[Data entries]
= Beginning of Section =

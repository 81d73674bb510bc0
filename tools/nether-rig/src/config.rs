//! Import/export settings (rig.toml)
//!
//! Settings are stored in TOML with an `[import]` and an `[export]` section.
//! Missing sections and fields fall back to their defaults.

use anyhow::{Context, Result};
use serde::{Deserialize, Serialize};
use std::path::Path;

use crate::mesh::MeshType;

/// All settings of a rig conversion.
#[derive(Debug, Clone, PartialEq, Serialize, Deserialize, Default)]
pub struct Settings {
    /// Import settings
    #[serde(default)]
    pub import: ImportSettings,
    /// Export settings
    #[serde(default)]
    pub export: ExportSettings,
}

/// Settings applied while importing armatures and objects.
#[derive(Debug, Clone, PartialEq, Serialize, Deserialize)]
pub struct ImportSettings {
    /// Treat the top-most deforming bones as roots (default: false)
    #[serde(default)]
    pub deform_bones_only: bool,
    /// Rescale imported roots so one file unit keeps its size in the scene (default: true)
    #[serde(default = "default_true")]
    pub import_units: bool,
    /// Child transforms in the file are relative to their parent (default: true)
    #[serde(default = "default_true")]
    pub parent_space: bool,
}

/// Settings applied while exporting objects and meshes.
#[derive(Debug, Clone, PartialEq, Serialize, Deserialize)]
pub struct ExportSettings {
    /// Only export bones that deform meshes (default: false)
    #[serde(default)]
    pub deform_bones_only: bool,
    /// Only export marked objects (default: true)
    #[serde(default = "default_true")]
    pub selected_only: bool,
    /// Evaluate modifiers before export (default: false)
    #[serde(default)]
    pub apply_modifiers: bool,
    /// Which modifier visibility to evaluate (default: view)
    #[serde(default)]
    pub mesh_type: MeshType,
    /// Split quads and n-gons into triangles (default: true)
    #[serde(default = "default_true")]
    pub triangulate: bool,
    /// Write objects sorted by name (default: false)
    #[serde(default)]
    pub sort_by_name: bool,
}

fn default_true() -> bool {
    true
}

impl Default for ImportSettings {
    fn default() -> Self {
        Self {
            deform_bones_only: false,
            import_units: default_true(),
            parent_space: default_true(),
        }
    }
}

impl Default for ExportSettings {
    fn default() -> Self {
        Self {
            deform_bones_only: false,
            selected_only: default_true(),
            apply_modifiers: false,
            mesh_type: MeshType::default(),
            triangulate: default_true(),
            sort_by_name: false,
        }
    }
}

/// Load settings from a TOML file
pub fn load_settings(path: &Path) -> Result<Settings> {
    let content = std::fs::read_to_string(path)
        .with_context(|| format!("Failed to read settings: {:?}", path))?;
    let settings: Settings = toml::from_str(&content)
        .with_context(|| format!("Failed to parse settings: {:?}", path))?;
    Ok(settings)
}

/// Write settings to a TOML file
pub fn save_settings(settings: &Settings, path: &Path) -> Result<()> {
    let content = toml::to_string_pretty(settings).context("Failed to serialize settings")?;
    std::fs::write(path, content)
        .with_context(|| format!("Failed to write settings: {:?}", path))?;
    Ok(())
}

#[cfg(test)]
mod tests {
    use super::*;

    #[test]
    fn test_empty_file_uses_defaults() {
        let settings: Settings = toml::from_str("").unwrap();
        assert_eq!(settings, Settings::default());
        assert!(settings.import.import_units);
        assert!(settings.export.triangulate);
        assert_eq!(settings.export.mesh_type, MeshType::View);
    }

    #[test]
    fn test_partial_sections() {
        let settings: Settings = toml::from_str(
            r#"
            [import]
            deform_bones_only = true

            [export]
            mesh_type = "render"
            apply_modifiers = true
            "#,
        )
        .unwrap();

        assert!(settings.import.deform_bones_only);
        assert!(settings.import.parent_space);
        assert_eq!(settings.export.mesh_type, MeshType::Render);
        assert!(settings.export.apply_modifiers);
        assert!(settings.export.selected_only);
    }

    #[test]
    fn test_save_and_load() {
        let dir = tempfile::tempdir().unwrap();
        let path = dir.path().join("rig.toml");

        let mut settings = Settings::default();
        settings.export.sort_by_name = true;
        settings.import.import_units = false;
        save_settings(&settings, &path).unwrap();

        assert_eq!(load_settings(&path).unwrap(), settings);
    }

    #[test]
    fn test_load_missing_file_fails() {
        let dir = tempfile::tempdir().unwrap();
        assert!(load_settings(&dir.path().join("missing.toml")).is_err());
    }
}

= End of Section =

INSTRUCTIONS FOR THE TASK: Reproduce the records in full, exactly as written.

OUTPUT BELOW:
repository 81d73674bb510bc0
filename tools/nether-rig/src/config.rs
//! Import/export settings (rig.toml)
//!
//! Settings are stored in TOML with an `[import]` and an `[export]` section.
//! Missing sections and fields fall back to their defaults.

use anyhow::{Context, Result};
use serde::{Deserialize, Serialize};
use std::path::Path;

use crate::mesh::MeshType;

/// All settings of a rig conversion.
#[derive(Debug, Clone, PartialEq, Serialize, Deserialize, Default)]
pub struct Settings {
    /// Import settings
    #[serde(default)]
    pub import: ImportSettings,
    /// Export settings
    #[serde(default)]
    pub export: ExportSettings,
}

/// Settings applied while importing armatures and objects.
#[derive(Debug, Clone, PartialEq, Serialize, Deserialize)]
pub struct ImportSettings {
    /// Treat the top-most deforming bones as roots (default: false)
    #[serde(default)]
    pub deform_bones_only: bool,
    /// Rescale imported roots so one file unit keeps its size in the scene (default: true)
    #[serde(default = "default_true")]
    pub import_units: bool,
    /// Child transforms in the file are relative to their parent (default: true)
    #[serde(default = "default_true")]
    pub parent_space: bool,
}

/// Settings applied while exporting objects and meshes.
#[derive(Debug, Clone, PartialEq, Serialize, Deserialize)]
pub struct ExportSettings {
    /// Only export bones that deform meshes (default: false)
    #[serde(default)]
    pub deform_bones_only: bool,
    /// Only export marked objects (default: true)
    #[serde(default = "default_true")]
    pub selected_only: bool,
    /// Evaluate modifiers before export (default: false)
    #[serde(default)]
    pub apply_modifiers: bool,
    /// Which modifier visibility to evaluate (default: view)
    #[serde(default)]
    pub mesh_type: MeshType,
    /// Split quads and n-gons into triangles (default: true)
    #[serde(default = "default_true")]
    pub triangulate: bool,
    /// Write objects sorted by name (default: false)
    #[serde(default)]
    pub sort_by_name: bool,
}

fn default_true() -> bool {
    true
}

impl Default for ImportSettings {
    fn default() -> Self {
        Self {
            deform_bones_only: false,
            import_units: default_true(),
            parent_space: default_true(),
        }
    }
}

impl Default for ExportSettings {
    fn default() -> Self {
        Self {
            deform_bones_only: false,
            selected_only: default_true(),
            apply_modifiers: false,
            mesh_type: MeshType::default(),
            triangulate: default_true(),
            sort_by_name: false,
        }
    }
}

/// Load settings from a TOML file
pub fn load_settings(path: &Path) -> Result<Settings> {
    let content = std::fs::read_to_string(path)
        .with_context(|| format!("Failed to read settings: {:?}", path))?;
    let settings: Settings = toml::from_str(&content)
        .with_context(|| format!("Failed to parse settings: {:?}", path))?;
    Ok(settings)
}

/// Write settings to a TOML file
pub fn save_settings(settings: &Settings, path: &Path) -> Result<()> {
    let content = toml::to_string_pretty(settings).context("Failed to serialize settings")?;
    std::fs::write(path, content)
        .with_context(|| format!("Failed to write settings: {:?}", path))?;
    Ok(())
}

#[cfg(test)]
mod tests {
    use super::*;

    #[test]
    fn test_empty_file_uses_defaults() {
        let settings: Settings = toml::from_str("").unwrap();
        assert_eq!(settings, Settings::default());
        assert!(settings.import.import_units);
        assert!(settings.export.triangulate);
        assert_eq!(settings.export.mesh_type, MeshType::View);
    }

    #[test]
    fn test_partial_sections() {
        let settings: Settings = toml::from_str(
            r#"
            [import]
            deform_bones_only = true

            [export]
            mesh_type = "render"
            apply_modifiers = true
            "#,
        )
        .unwrap();

        assert!(settings.import.deform_bones_only);
        assert!(settings.import.parent_space);
        assert_eq!(settings.export.mesh_type, MeshType::Render);
        assert!(settings.export.apply_modifiers);
        assert!(settings.export.selected_only);
    }

    #[test]
    fn test_save_and_load() {
        let dir = tempfile::tempdir().unwrap();
        let path = dir.path().join("rig.toml");

        let mut settings = Settings::default();
        settings.export.sort_by_name = true;
        settings.import.import_units = false;
        save_settings(&settings, &path).unwrap();

        assert_eq!(load_settings(&path).unwrap(), settings);
    }

    #[test]
    fn test_load_missing_file_fails() {
        let dir = tempfile::tempdir().unwrap();
        assert!(load_settings(&dir.path().join("missing.toml")).is_err());
    }
}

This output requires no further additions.